À commencer par 2001 l’Odyssée de l’espace de Kubrick, le modèle absolu du genre. Kubrick illustra brillamment les images d’un futur poétique à l’aide d’une trame sonore classique, sans paroles. Geste audacieux pour un film de cette ampleur, la valse de Strauss remplit parfaitement son rôle descriptif d’un ballet spatial et poétique où aucun son n’est perçu dans le vide intersidéral. Malheureusement, l’interprétation par l’OSM du Beau Danube Bleu de Strauss tourna quelque peu au vinaigre, notamment par une imprécision chronique de la clarinette centrale durant les premières mesures, ainsi que par le tempo et une attaque étrangement confuse imposée par le chef Nathan Brock. On aurait aimé sentir toute la grâce et l’élégance de cette grande valse viennoise, l’interprétation semblait au contraire dissonante, brouillonne, bref bien fade pour une scène cinématographique ayant marqué l’imaginaire.

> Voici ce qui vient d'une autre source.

//! End-to-end exercises against the fakes, covering brick activation, striped placement,
//! add-brick rebalance, brick removal with a concurrent reader, and proxy routing.

use std::sync::Arc;

use uuid::Uuid;

use lvengine::body::{self, BodyCtx};
use lvengine::brick::{Brick, BrickFlags, BrickId, RegisteredVolume, UNASSIGNED_BRICK_ID};
use lvengine::collaborators::ItemKey;
use lvengine::config;
use lvengine::config::VolumeFlags;
use lvengine::distribution::{calc_brick, ConsistentHashRing, DistributionPlugin};
use lvengine::migration::{self, MigrationCtx};
use lvengine::testing::{FakeBlockDevice, FakeJournal, FakeTree};
use lvengine::volinfo;

const BLOCK_SIZE: u64 = 4096;
const STRIPE_BITS: u8 = 12; // 4096-byte stripes: small enough to exercise cross-stripe placement
                            // quickly while keeping the same block/stripe relationship the real
                            // 1 MiB default uses (stripe == one block here, many blocks there).

fn make_brick(id: BrickId, volume_uuid: Uuid, is_meta: bool, capacity_blocks: u64) -> Brick {
    Brick {
        id: UNASSIGNED_BRICK_ID,
        subvol_id: id,
        uuid: Uuid::from_u128(id as u128 + 1),
        volume_uuid,
        io: Arc::new(FakeBlockDevice::new(BLOCK_SIZE as u32, capacity_blocks)),
        capacity_blocks,
        free_blocks: capacity_blocks,
        used_blocks: 0,
        min_used_blocks: 0,
        mirror_id: 0,
        num_replicas: 0,
        format_plugin_id: 0,
        distribution_plugin_id: 0,
        stripe_bits: STRIPE_BITS,
        is_meta,
        flags: BrickFlags::HAS_DATA_ROOM,
        volmap_loc: [0, 0],
    }
}

/// A fresh single-brick volume; a 3-stripe file lands entirely on that brick.
#[test]
fn single_brick_volume_places_every_stripe_on_its_only_brick() {
    let volume_uuid = Uuid::from_u128(100);
    let registered = RegisteredVolume {
        volume_uuid,
        volume_plugin_id: 0,
        distribution_plugin_id: 0,
        stripe_bits: STRIPE_BITS,
        bricks: vec![make_brick(0, volume_uuid, true, 10_000)],
    };
    let volume = config::activate(registered, 0).unwrap();

    let plugin = ConsistentHashRing;
    let dsa: Vec<BrickId> = volume.conf().dsa_bricks().into_iter().map(|b| b.id).collect();
    let table = plugin.build(4, &dsa);
    let mut conf = (*volume.conf()).clone();
    conf.table = Some(Arc::new(table));
    volume.publish(Arc::new(conf));

    let tree = FakeTree::new();
    let journal = FakeJournal::new();
    let conf = volume.conf();
    let ctx = BodyCtx {
        tree: &tree,
        journal: &journal,
        plugin: &plugin,
        conf: &conf,
        volume_uuid,
        block_size: BLOCK_SIZE,
        stripe_bits: STRIPE_BITS,
        oid: 1,
        proxy_io: false,
    };

    // Three stripes of one block each (stripe == block at STRIPE_BITS == block size here).
    let mut hint = None;
    for i in 0..3u64 {
        let out = body::write_block(&ctx, hint.take(), i, false).unwrap();
        assert_eq!(out.brick, 0);
        hint = Some(out.hint);
    }
    body::flush_body(&ctx).unwrap();

    let items = tree.iter_body_items_from(ItemKey::body_search(1, 0));
    assert!(items.iter().all(|(_, it)| it.key.ordering == 0));
    let total_width: u64 = items.iter().flat_map(|(_, it)| it.units.iter().map(|u| u.width())).sum();
    assert_eq!(total_width, 3);
}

Avec un programme pareil, il aurait été facile de tomber dans une programmation peu inventive. L’interprétation du thème Atmosphères du compositeur Hongrois György Ligeti fut une belle surprise. Cette pièce expérimentale qui chapeaute la découverte du Monolithe dans 2001 l’Odyssée de l’espace est un trésor d’inventivité symphonique, là où le souffle du vent et la sensation d’une voix criarde est recréé de toute pièce seulement par les instruments de l’orchestre. Impressionnant et pratiquement jamais joué dans le contexte d’un concert symphonique.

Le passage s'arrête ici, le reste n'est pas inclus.